El presidente denuncia que la violencia es "inaceptable" y pide ayuda militar.
"Era una manifestación que estaba prevista como pacífica, pero que degeneró en violencia, vandalismo, agresiones al patrimonio público y amenazas a las personas", lo cual "no se puede permitir" en "un proceso que se desarrolla en forma democrática y en el marco de las instituciones", ha declarado el ministro de Defensa de Brasil, Raúl Jungmann, ante las protestas desarrolladas este miércoles contra la supuesta corrupción de la cúpula política del país y que han obligado a evacuar varios ministerios.
La movilización, convocada por los sindicatos, estaba anunciada como una llamada a mostrar el descontento de la población contra el paquete de medidas de corte liberal impulsadas por el Ejecutivo, pero la publicación de los graves episodios de corrupción que salpican al máximo mandatario han parecido disparar la virulencia de la marcha. "Fuera Temer" es la consigna ante la que se ha desbocado la convocatoria hasta el punto de obligar a la presidencia a pedir ayuda a las tropas federales.
Jungmann ha anunciado que los militares se desplazaran para mantener la seguridad en el núcleo de Brasilia en el que se concentra el poder público del país. Las tropas serán desplegadas, según ha expuesto, al Palacio presidencial de Planalto, a la sede del Parlamento y a los edificios públicos de la Explanada de los Ministerios.
Y es que la protesta en la que participaron en torno a 40.000 personas ha derivado en un brote de violencia que tomaron forma con incidentes que se extendieron a lo largo de dos kilómetros. Una de las víctimas de las escaramuzas fue el Ministerio de Agricultura. El edificio fue asaltado con bombas motolov, ocasionando un incendio en una de las entradas del recinto. Los bomberos pudieron apagar el fuego en medio de los enfrentamientos, pero también sufrirían la ira de la marabunta los Ministerios de Energía y Minas, de Cultura, de Hacienda y de Turismo. Y multitud de contenedores de basura fueron incendiados en la mencionada explanada.

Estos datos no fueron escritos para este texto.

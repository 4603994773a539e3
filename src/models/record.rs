use serde::{Deserialize, Serialize};

/// The four canonical record kinds.
#[derive(Debug, Clone, Copy, PartialEq, Eq, Hash, Serialize, Deserialize)]
#[serde(rename_all = "snake_case")]
pub enum RecordKind {
    Dialogue,
    SceneHeader,
    SegmentMarker,
    Text,
}

impl RecordKind {
    /// The serialized tag for this kind.
    pub fn as_str(&self) -> &'static str {
        match self {
            RecordKind::Dialogue => "dialogue",
            RecordKind::SceneHeader => "scene_header",
            RecordKind::SegmentMarker => "segment_marker",
            RecordKind::Text => "text",
        }
    }

    /// Parse a kind label; anything else is an ad hoc label the normalizer
    /// has to fold away.
    pub fn parse(label: &str) -> Option<Self> {
        match label {
            "dialogue" => Some(RecordKind::Dialogue),
            "scene_header" => Some(RecordKind::SceneHeader),
            "segment_marker" => Some(RecordKind::SegmentMarker),
            "text" => Some(RecordKind::Text),
            _ => None,
        }
    }
}

/// Interior or exterior scene.
#[derive(Debug, Clone, Copy, PartialEq, Eq, Serialize, Deserialize)]
#[serde(rename_all = "UPPERCASE")]
pub enum SceneType {
    Int,
    Ext,
}

impl SceneType {
    /// Parse from a scene keyword or label ("INT.", "EXT", "int").
    pub fn parse(label: &str) -> Option<Self> {
        let upper = label.trim().trim_end_matches('.').to_uppercase();
        match upper.as_str() {
            "INT" => Some(SceneType::Int),
            "EXT" => Some(SceneType::Ext),
            _ => None,
        }
    }
}

/// The canonical, typed output unit of the pipeline.
///
/// One variant per kind; untyped candidate maps never flow past the
/// normalizer that produces these.
#[derive(Debug, Clone, PartialEq, Serialize, Deserialize)]
#[serde(tag = "kind", rename_all = "snake_case")]
pub enum Record {
    /// A line of dialogue attributed to one speaker. Multi-speaker input
    /// lines expand into sibling records, one per speaker.
    Dialogue {
        /// Canonical speaker name, with audio notation appended in
        /// parentheses when present (e.g. "FERNANDO (MO)").
        speaker: String,
        /// The spoken text with all structural spans removed.
        text: String,
        #[serde(skip_serializing_if = "Option::is_none")]
        timecode: Option<String>,
        /// Parenthetical asides not embedded in the speaker field.
        #[serde(skip_serializing_if = "Option::is_none")]
        scene_marker: Option<String>,
    },
    /// A scene heading (INT./EXT./TITULOK line).
    SceneHeader {
        #[serde(skip_serializing_if = "Option::is_none")]
        scene_type: Option<SceneType>,
        #[serde(skip_serializing_if = "Option::is_none")]
        location: Option<String>,
        #[serde(skip_serializing_if = "Option::is_none")]
        timecode: Option<String>,
        text: String,
    },
    /// A structural break: timecode plus a long dash run. Numbered
    /// sequentially across the whole document by the pipeline.
    SegmentMarker {
        /// The full marker string including the dash run.
        timecode: String,
        #[serde(skip_serializing_if = "Option::is_none")]
        segment_number: Option<u32>,
        text: String,
    },
    /// Free text: a line with no recognizable structure.
    Text {
        text: String,
        #[serde(skip_serializing_if = "Option::is_none")]
        timecode: Option<String>,
        #[serde(skip_serializing_if = "Option::is_none")]
        scene_marker: Option<String>,
    },
}

impl Record {
    /// This record's kind tag.
    pub fn kind(&self) -> RecordKind {
        match self {
            Record::Dialogue { .. } => RecordKind::Dialogue,
            Record::SceneHeader { .. } => RecordKind::SceneHeader,
            Record::SegmentMarker { .. } => RecordKind::SegmentMarker,
            Record::Text { .. } => RecordKind::Text,
        }
    }

    /// The content text; always present, possibly empty.
    pub fn text(&self) -> &str {
        match self {
            Record::Dialogue { text, .. }
            | Record::SceneHeader { text, .. }
            | Record::SegmentMarker { text, .. }
            | Record::Text { text, .. } => text,
        }
    }

    /// The raw timecode, if any. For segment markers this is the full
    /// marker string including the dash run.
    pub fn timecode(&self) -> Option<&str> {
        match self {
            Record::Dialogue { timecode, .. }
            | Record::SceneHeader { timecode, .. }
            | Record::Text { timecode, .. } => timecode.as_deref(),
            Record::SegmentMarker { timecode, .. } => Some(timecode),
        }
    }

    /// The speaker name; present only for dialogue.
    pub fn speaker(&self) -> Option<&str> {
        match self {
            Record::Dialogue { speaker, .. } => Some(speaker),
            _ => None,
        }
    }

    /// The sequential marker number; present only for segment markers.
    pub fn segment_number(&self) -> Option<u32> {
        match self {
            Record::SegmentMarker { segment_number, .. } => *segment_number,
            _ => None,
        }
    }
}

#[cfg(test)]
mod tests {
    use super::*;

    #[test]
    fn test_record_serde_tag() {
        let record = Record::Dialogue {
            speaker: "FERNANDO (MO)".to_string(),
            text: "Vstúpte.".to_string(),
            timecode: Some("00:05:44".to_string()),
            scene_marker: None,
        };

        let json = serde_json::to_value(&record).unwrap();
        assert_eq!(json["kind"], "dialogue");
        assert_eq!(json["speaker"], "FERNANDO (MO)");
        assert!(json.get("scene_marker").is_none());

        let back: Record = serde_json::from_value(json).unwrap();
        assert_eq!(back, record);
    }

    #[test]
    fn test_scene_type_parse() {
        assert_eq!(SceneType::parse("INT."), Some(SceneType::Int));
        assert_eq!(SceneType::parse("ext"), Some(SceneType::Ext));
        assert_eq!(SceneType::parse("TITULOK"), None);
    }

    #[test]
    fn test_kind_roundtrip() {
        for kind in [
            RecordKind::Dialogue,
            RecordKind::SceneHeader,
            RecordKind::SegmentMarker,
            RecordKind::Text,
        ] {
            assert_eq!(RecordKind::parse(kind.as_str()), Some(kind));
        }
        assert_eq!(RecordKind::parse("action_line"), None);
    }
}
use std::time::Duration;

use alloy::{
    network::ReceiptResponse as _,
    primitives::{Address, B256},
    providers::{PendingTransactionBuilder, Provider as _},
    sol,
};
use async_trait::async_trait;

use super::{
    error::BlockchainError,
    handlers::{check_receipt_status, handle_send_error},
    interface::{DepositCall, DepositContractInterface, DepositReceipt},
    utils::SignerProvider,
};

sol! {
    #[sol(rpc)]
    contract TransferToken {
        function deposit(uint8 option, uint256 amount) external payable;
    }
}

#[derive(Debug, Clone, Copy, PartialEq, Eq)]
pub struct ConfirmationConfig {
    pub required_confirmations: u64,
    /// `None` waits for the receipt indefinitely.
    pub timeout: Option<Duration>,
}

impl Default for ConfirmationConfig {
    fn default() -> Self {
        Self {
            required_confirmations: 1,
            timeout: None,
        }
    }
}

#[derive(Clone)]
pub struct DepositContract {
    pub provider: SignerProvider,
    pub address: Address,
    pub confirmation: ConfirmationConfig,
}

impl DepositContract {
    pub fn new(provider: SignerProvider, address: Address, confirmation: ConfirmationConfig) -> Self {
        Self {
            provider,
            address,
            confirmation,
        }
    }
}

#[async_trait]
impl DepositContractInterface for DepositContract {
    async fn send_deposit(&self, call: DepositCall) -> Result<B256, BlockchainError> {
        let contract = TransferToken::new(self.address, self.provider.clone());
        let pending_tx = contract
            .deposit(call.option.as_u8(), call.amount)
            .value(call.value)
            .send()
            .await
            .map_err(|e| handle_send_error("deposit", e))?;
        let tx_hash = *pending_tx.tx_hash();
        log::info!("deposit tx hash: {tx_hash:?}");
        Ok(tx_hash)
    }

    async fn wait_for_confirmation(&self, tx_hash: B256) -> Result<DepositReceipt, BlockchainError> {
        let receipt = PendingTransactionBuilder::new(self.provider.root().clone(), tx_hash)
            .with_required_confirmations(self.confirmation.required_confirmations)
            .with_timeout(self.confirmation.timeout)
            .get_receipt()
            .await
            .map_err(|e| BlockchainError::ConfirmationError(tx_hash, e.to_string()))?;
        check_receipt_status("deposit", tx_hash, receipt.status())?;
        Ok(DepositReceipt {
            tx_hash: receipt.transaction_hash,
            block_number: receipt.block_number,
        })
    }
}

#[cfg(test)]
mod tests {
    use alloy::{
        network::EthereumWallet,
        primitives::U256,
        providers::{mock::Asserter, Provider as _, ProviderBuilder},
        signers::local::PrivateKeySigner,
    };

    use super::*;

    fn get_mocked_contract(asserter: Asserter) -> DepositContract {
        let signer: PrivateKeySigner =
            "0x59c6995e998f97a5a0044966f0945389dc9e86dae88c7a8412f4603b6b78690d"
                .parse()
                .unwrap(); // anvil key
        let provider = ProviderBuilder::new()
            .wallet(EthereumWallet::from(signer))
            .connect_mocked_client(asserter)
            .erased();
        DepositContract::new(provider, Address::repeat_byte(0x11), ConfirmationConfig::default())
    }

    #[tokio::test]
    async fn test_send_deposit_insufficient_funds() {
        let asserter = Asserter::new();
        // every filler request fails the same way
        for _ in 0..8 {
            asserter.push_failure_msg("insufficient funds for gas * price + value");
        }
        let contract = get_mocked_contract(asserter);

        let result = contract
            .send_deposit(DepositCall::native(U256::from(10u64).pow(U256::from(18))))
            .await;

        match result {
            Err(BlockchainError::InsufficientFunds(msg)) => {
                assert!(msg.contains("insufficient funds for gas * price + value"));
            }
            other => panic!("unexpected result: {other:?}"),
        }
    }

    #[tokio::test]
    async fn test_send_deposit_rpc_rejection() {
        let asserter = Asserter::new();
        for _ in 0..8 {
            asserter.push_failure_msg("nonce too low");
        }
        let contract = get_mocked_contract(asserter);

        let result = contract.send_deposit(DepositCall::token(U256::from(50u64))).await;

        match result {
            Err(BlockchainError::TransactionError(msg)) => assert!(msg.contains("nonce too low")),
            other => panic!("unexpected result: {other:?}"),
        }
    }

    #[test]
    fn test_confirmation_defaults_to_unbounded_wait() {
        let config = ConfirmationConfig::default();
        assert_eq!(config.required_confirmations, 1);
        assert_eq!(config.timeout, None);
    }
}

El presidente se encuentra bajo un manto de presión social y política después de que directivos del grupo cárnico JBS le implicaran en episodios de corrupción. Acto y seguido la Corte Suprema ha iniciado una investigación sobre un mandatario que ha ido perdiendo el apoyo de sectores afines. En el momento en que los disturbios alzaron su temperatura se localizaba recibiendo a diputados de diferentes partidos en el Palacio presidencial.